Revert "sched/numa: Delay retrying placement for automatic NUMA balance after wake_affine()"

This reverts commit 7347fc87dfe6b7315e74310ee1243dc222c68086.

Srikar Dronamra pointed out that while the commit in question did show
a performance improvement on ppc64, it did so at the cost of disabling
active CPU migration by automatic NUMA balancing which was not the intent.
The issue was that a serious flaw in the logic failed to ever active balance
if SD_WAKE_AFFINE was disabled on scheduler domains. Even when it's enabled,
the logic is still bizarre and against the original intent.

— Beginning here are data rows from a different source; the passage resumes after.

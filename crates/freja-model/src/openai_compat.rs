// Copyright (c) 2024-2026 Martin Schröder <info@swedishembedded.com>
//
// SPDX-License-Identifier: MIT
//! Shared implementation for OpenAI-compatible chat completion APIs.
//!
//! OpenAI, Azure, and the common local servers (Ollama, LM Studio, vLLM)
//! all speak the same `/chat/completions` wire format.  This module provides
//! a single `OpenAiCompatProvider` that each driver configures with its own
//! defaults (URL, auth style, headers).
//!
//! # Auth styles
//! - `Bearer` — `Authorization: Bearer <key>` (most providers)
//! - `ApiKeyHeader` — `api-key: <key>` (Azure OpenAI)
//! - `None` — no authentication (local servers)

use std::time::Duration;

use anyhow::{bail, Context};
use async_trait::async_trait;
use serde_json::{json, Value};
use tracing::debug;

use crate::{CompletionRequest, ModelProvider, Role};

/// How to send the API key in HTTP requests.
#[derive(Debug, Clone, PartialEq, Eq)]
pub enum AuthStyle {
    /// `Authorization: Bearer <key>` — standard for most providers.
    Bearer,
    /// `api-key: <key>` — Azure OpenAI style.
    ApiKeyHeader,
    /// No authentication header — local servers (Ollama, vLLM, LM Studio).
    None,
}

/// OpenAI-compatible chat completion provider.
pub struct OpenAiCompatProvider {
    /// Provider id returned by `ModelProvider::name()`.
    driver_name: &'static str,
    /// Model id forwarded to the API.
    model: String,
    /// API key (pre-resolved from config or env).
    api_key: Option<String>,
    /// Full chat completions URL, e.g. `https://api.openai.com/v1/chat/completions`.
    chat_url: String,
    max_tokens: u32,
    temperature: f32,
    client: reqwest::Client,
    /// Additional HTTP headers sent on every request.
    extra_headers: Vec<(String, String)>,
    auth_style: AuthStyle,
}

impl OpenAiCompatProvider {
    /// Construct a provider from its API base URL and auth configuration.
    ///
    /// `base_url` ends **before** `/chat/completions`, e.g.
    /// `https://api.openai.com/v1`.
    #[allow(clippy::too_many_arguments)]
    pub fn new(
        driver_name: &'static str,
        model: String,
        api_key: Option<String>,
        base_url: &str,
        max_tokens: Option<u32>,
        temperature: Option<f32>,
        timeout_secs: u64,
        extra_headers: Vec<(String, String)>,
        auth_style: AuthStyle,
    ) -> Self {
        let base = base_url.trim_end_matches('/');
        Self::with_full_chat_url(
            driver_name,
            model,
            api_key,
            format!("{base}/chat/completions"),
            max_tokens,
            temperature,
            timeout_secs,
            extra_headers,
            auth_style,
        )
    }

    /// Construct a provider from a **pre-built** chat completions URL.
    ///
    /// Use this when the full URL cannot be derived by appending
    /// `/chat/completions` to a base — e.g. Azure OpenAI, which encodes the
    /// deployment name and API version into the path and query string.
    #[allow(clippy::too_many_arguments)]
    pub fn with_full_chat_url(
        driver_name: &'static str,
        model: String,
        api_key: Option<String>,
        chat_url: String,
        max_tokens: Option<u32>,
        temperature: Option<f32>,
        timeout_secs: u64,
        extra_headers: Vec<(String, String)>,
        auth_style: AuthStyle,
    ) -> Self {
        let client = reqwest::Client::builder()
            .timeout(Duration::from_secs(timeout_secs))
            .build()
            .unwrap_or_default();
        Self {
            driver_name,
            model,
            api_key,
            chat_url,
            max_tokens: max_tokens.unwrap_or(1024),
            temperature: temperature.unwrap_or(0.0),
            client,
            extra_headers,
            auth_style,
        }
    }

    fn request_body(&self, req: &CompletionRequest) -> Value {
        let messages: Vec<Value> = req
            .messages
            .iter()
            .map(|m| {
                let role = match m.role {
                    Role::System => "system",
                    Role::User => "user",
                    Role::Assistant => "assistant",
                };
                json!({ "role": role, "content": m.content })
            })
            .collect();
        json!({
            "model": self.model,
            "messages": messages,
            "max_tokens": self.max_tokens,
            "temperature": self.temperature,
        })
    }
}

#[async_trait]
impl ModelProvider for OpenAiCompatProvider {
    fn name(&self) -> &str {
        self.driver_name
    }

    fn model_name(&self) -> &str {
        &self.model
    }

    async fn complete(&self, req: CompletionRequest) -> anyhow::Result<String> {
        let body = self.request_body(&req);
        debug!(
            provider = self.driver_name,
            model = %self.model,
            messages = req.messages.len(),
            "sending completion request"
        );

        let mut builder = self.client.post(&self.chat_url).json(&body);
        match (&self.auth_style, &self.api_key) {
            (AuthStyle::Bearer, Some(key)) => {
                builder = builder.header("Authorization", format!("Bearer {key}"));
            }
            (AuthStyle::ApiKeyHeader, Some(key)) => {
                builder = builder.header("api-key", key.clone());
            }
            _ => {}
        }
        for (name, value) in &self.extra_headers {
            builder = builder.header(name, value);
        }

        let response = builder
            .send()
            .await
            .with_context(|| format!("request to {} failed", self.chat_url))?;

        let status = response.status();
        let text = response.text().await.context("reading response body")?;
        if !status.is_success() {
            let snippet: String = text.chars().take(400).collect();
            bail!("{} returned {status}: {snippet}", self.driver_name);
        }

        let parsed: Value =
            serde_json::from_str(&text).context("response body is not valid JSON")?;
        let content = parsed["choices"][0]["message"]["content"]
            .as_str()
            .unwrap_or_default()
            .to_string();
        Ok(content)
    }
}

// ─── Unit tests ──────────────────────────────────────────────────────────────
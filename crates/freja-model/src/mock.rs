// Copyright (c) 2024-2026 Martin Schröder <info@swedishembedded.com>
//
// SPDX-License-Identifier: MIT
use std::sync::{Arc, Mutex};

use anyhow::bail;
use async_trait::async_trait;

use crate::{CompletionRequest, ModelProvider};

/// Deterministic mock provider for tests.  Echoes the last user message
/// back as the response.
#[derive(Default)]
pub struct MockProvider;

#[async_trait]
impl ModelProvider for MockProvider {
    fn name(&self) -> &str {
        "mock"
    }
    fn model_name(&self) -> &str {
        "mock-model"
    }

    async fn complete(&self, req: CompletionRequest) -> anyhow::Result<String> {
        let reply = req.last_user_text().unwrap_or("[no input]");
        Ok(format!("MOCK: {reply}"))
    }
}

/// A pre-scripted mock provider.  Each call to `complete` pops the next
/// response from the front of the queue.  This lets tests specify the exact
/// text the model "returns" on each call — including malformed JSON and
/// contract violations — without network access.
///
/// Every request is recorded so tests can inspect the composed prompts and
/// the corrective messages appended by the retry loop.
pub struct ScriptedMockProvider {
    scripts: Arc<Mutex<Vec<String>>>,
    /// All `CompletionRequest`s seen by this provider, in call order.
    pub requests: Arc<Mutex<Vec<CompletionRequest>>>,
}

impl ScriptedMockProvider {
    /// Build a provider from an ordered list of canned responses.
    pub fn new<S: Into<String>>(scripts: Vec<S>) -> Self {
        Self {
            scripts: Arc::new(Mutex::new(scripts.into_iter().map(Into::into).collect())),
            requests: Arc::new(Mutex::new(Vec::new())),
        }
    }

    /// Number of completion calls made so far.
    pub fn call_count(&self) -> usize {
        self.requests.lock().unwrap().len()
    }

    /// The request made by the `n`-th completion call (0-based).
    pub fn request(&self, n: usize) -> Option<CompletionRequest> {
        self.requests.lock().unwrap().get(n).cloned()
    }

    /// The most recent completion request.
    pub fn last_request(&self) -> Option<CompletionRequest> {
        self.requests.lock().unwrap().last().cloned()
    }

    /// Remaining unconsumed scripts.
    pub fn remaining(&self) -> usize {
        self.scripts.lock().unwrap().len()
    }
}

#[async_trait]
impl ModelProvider for ScriptedMockProvider {
    fn name(&self) -> &str {
        "scripted-mock"
    }
    fn model_name(&self) -> &str {
        "scripted-mock-model"
    }

    async fn complete(&self, req: CompletionRequest) -> anyhow::Result<String> {
        self.requests.lock().unwrap().push(req);
        let mut scripts = self.scripts.lock().unwrap();
        if scripts.is_empty() {
            // Default fallback when all scripts are consumed
            Ok("[no more scripts]".into())
        } else {
            Ok(scripts.remove(0))
        }
    }
}

/// A provider whose every call fails.  Exercises transport-failure fallbacks.
pub struct FailingProvider;

#[async_trait]
impl ModelProvider for FailingProvider {
    fn name(&self) -> &str {
        "failing-mock"
    }
    fn model_name(&self) -> &str {
        "failing-mock-model"
    }

    async fn complete(&self, _req: CompletionRequest) -> anyhow::Result<String> {
        bail!("simulated transport failure")
    }
}

// ─── Unit tests ──────────────────────────────────────────────────────────────
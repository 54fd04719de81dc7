// Copyright (c) 2024-2026 Martin Schröder <info@swedishembedded.com>
//
// SPDX-License-Identifier: Apache-2.0
use serde::{Deserialize, Serialize};

#[derive(Debug, Clone, Default, Serialize, Deserialize)]
pub struct Config {
    #[serde(default)]
    pub model: ModelConfig,
    #[serde(default)]
    pub engine: EngineConfig,
    #[serde(default)]
    pub session: SessionConfig,
    /// Named provider configurations.
    ///
    /// Define custom endpoints, local models, or additional accounts here
    /// and reference them by name when constructing a provider.
    ///
    /// ```yaml
    /// providers:
    ///   my_ollama:
    ///     provider: ollama
    ///     name: llama3.2
    ///   work_openai:
    ///     provider: openai
    ///     api_key_env: WORK_OPENAI_KEY
    ///     name: gpt-4o
    /// ```
    #[serde(default)]
    pub providers: std::collections::HashMap<String, ModelConfig>,
}

#[derive(Debug, Clone, Serialize, Deserialize)]
pub struct ModelConfig {
    /// Provider identifier.
    /// Common values: "openai" | "azure" | "ollama" | "lmstudio" | "custom" | "mock"
    pub provider: String,
    /// Model name forwarded to the provider API
    pub name: String,
    /// Environment variable that holds the API key (read at runtime)
    pub api_key_env: Option<String>,
    /// Explicit API key; prefer api_key_env in config files to avoid secrets
    /// in version-controlled files
    pub api_key: Option<String>,
    /// Base URL override.  Required for the "custom" provider; for hosted
    /// providers the correct default is auto-selected.
    pub base_url: Option<String>,
    /// Maximum tokens to request in a single completion
    pub max_tokens: Option<u32>,
    /// Sampling temperature (0.0–2.0)
    pub temperature: Option<f32>,
    /// Wall-clock timeout for a single completion request, in seconds.
    ///
    /// Form turns wait synchronously on the model, so this bounds the worst
    /// case a user sits on a spinner.  The engine retries within its own
    /// budget; the transport may cancel earlier.
    #[serde(default = "default_request_timeout_secs")]
    pub request_timeout_secs: u64,

    // ── Azure OpenAI ─────────────────────────────────────────────────────────
    /// Azure resource name (the subdomain of `.openai.azure.com`).
    /// Required when provider = "azure" and base_url is not set.
    pub azure_resource: Option<String>,
    /// Azure deployment name.  Defaults to `name` when not set.
    pub azure_deployment: Option<String>,
    /// Azure REST API version string, e.g. `"2024-02-01"`.
    pub azure_api_version: Option<String>,
}

fn default_request_timeout_secs() -> u64 {
    300
}

impl Default for ModelConfig {
    fn default() -> Self {
        Self {
            provider: "openai".into(),
            name: "gpt-4o".into(),
            api_key_env: None,
            api_key: None,
            base_url: None,
            max_tokens: None,
            temperature: None,
            request_timeout_secs: default_request_timeout_secs(),
            azure_resource: None,
            azure_deployment: None,
            azure_api_version: None,
        }
    }
}

#[derive(Debug, Clone, Serialize, Deserialize)]
pub struct EngineConfig {
    /// Maximum model calls per turn when the output violates the JSON or
    /// behaviour contract.  Each failed attempt appends a corrective message
    /// before retrying; exhaustion degrades to a fallback MESSAGE action.
    #[serde(default = "default_max_llm_attempts")]
    pub max_llm_attempts: u32,
    /// Maximum conversation history entries included in the model context.
    #[serde(default = "default_max_history_messages")]
    pub max_history_messages: usize,
    /// Form bodies longer than this many lines are condensed before being
    /// injected into system prompts.
    #[serde(default = "default_condense_threshold_lines")]
    pub condense_threshold_lines: usize,
    /// Lines kept from each end when condensation falls back to head + tail.
    #[serde(default = "default_condense_keep_lines")]
    pub condense_keep_lines: usize,
}

fn default_max_llm_attempts() -> u32 {
    4
}
fn default_max_history_messages() -> usize {
    30
}
fn default_condense_threshold_lines() -> usize {
    120
}
fn default_condense_keep_lines() -> usize {
    40
}

impl Default for EngineConfig {
    fn default() -> Self {
        Self {
            max_llm_attempts: default_max_llm_attempts(),
            max_history_messages: default_max_history_messages(),
            condense_threshold_lines: default_condense_threshold_lines(),
            condense_keep_lines: default_condense_keep_lines(),
        }
    }
}

#[derive(Debug, Clone, Serialize, Deserialize)]
pub struct SessionConfig {
    /// Idle sessions older than this are expired by the store.
    #[serde(default = "default_session_timeout_secs")]
    pub timeout_secs: u64,
}

fn default_session_timeout_secs() -> u64 {
    30 * 60
}

impl Default for SessionConfig {
    fn default() -> Self {
        Self {
            timeout_secs: default_session_timeout_secs(),
        }
    }
}

// ─── Unit tests ──────────────────────────────────────────────────────────────

#[cfg(test)]
mod tests {
    use super::*;

    #[test]
    fn default_model_provider_is_openai() {
        let cfg = Config::default();
        assert_eq!(cfg.model.provider, "openai");
    }

    #[test]
    fn default_engine_knobs() {
        let cfg = EngineConfig::default();
        assert_eq!(cfg.max_llm_attempts, 4);
        assert_eq!(cfg.max_history_messages, 30);
    }

    #[test]
    fn default_request_timeout_is_five_minutes() {
        let cfg = ModelConfig::default();
        assert_eq!(cfg.request_timeout_secs, 300);
    }

    #[test]
    fn default_session_timeout_is_thirty_minutes() {
        let cfg = SessionConfig::default();
        assert_eq!(cfg.timeout_secs, 1800);
    }

    #[test]
    fn partial_yaml_fills_in_defaults() {
        let cfg: Config = serde_yaml::from_str("model:\n  provider: ollama\n  name: llama3.2").unwrap();
        assert_eq!(cfg.model.provider, "ollama");
        assert_eq!(cfg.model.request_timeout_secs, 300);
        assert_eq!(cfg.engine.max_llm_attempts, 4);
    }

    #[test]
    fn engine_knobs_overridable_from_yaml() {
        let cfg: Config =
            serde_yaml::from_str("engine:\n  max_llm_attempts: 2\n  max_history_messages: 10")
                .unwrap();
        assert_eq!(cfg.engine.max_llm_attempts, 2);
        assert_eq!(cfg.engine.max_history_messages, 10);
    }

    #[test]
    fn named_providers_deserialize() {
        let cfg: Config = serde_yaml::from_str(
            "providers:\n  local:\n    provider: ollama\n    name: llama3.2",
        )
        .unwrap();
        assert_eq!(cfg.providers["local"].provider, "ollama");
    }
}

Investigation showed that fixing the patch in either the way he suggested,
using the correct comparison for jiffies values or introducing a new
numa_migrate_deferred variable in task_struct all perform similarly to a
revert with a mix of gains and losses depending on the workload, machine
and socket count.

The original intent of the commit was to handle a problem whereby
wake_affine, idle balancing and automatic NUMA balancing disagree on the
appropriate placement for a task. This was particularly true for cases where
a single task was a massive waker of tasks but where wake_wide logic did
not apply. This was particularly noticeable when a futex (a barrier) woke
all worker threads and tried pulling the wakees to the waker nodes. In that
specific case, it could be handled by tuning MPI or openMP appropriately,
but the behavior is not illogical and was worth attempting to fix. However,
the approach was wrong. Given that we're at rc4 and a fix is not obvious,
it's better to play safe, revert this commit and retry later.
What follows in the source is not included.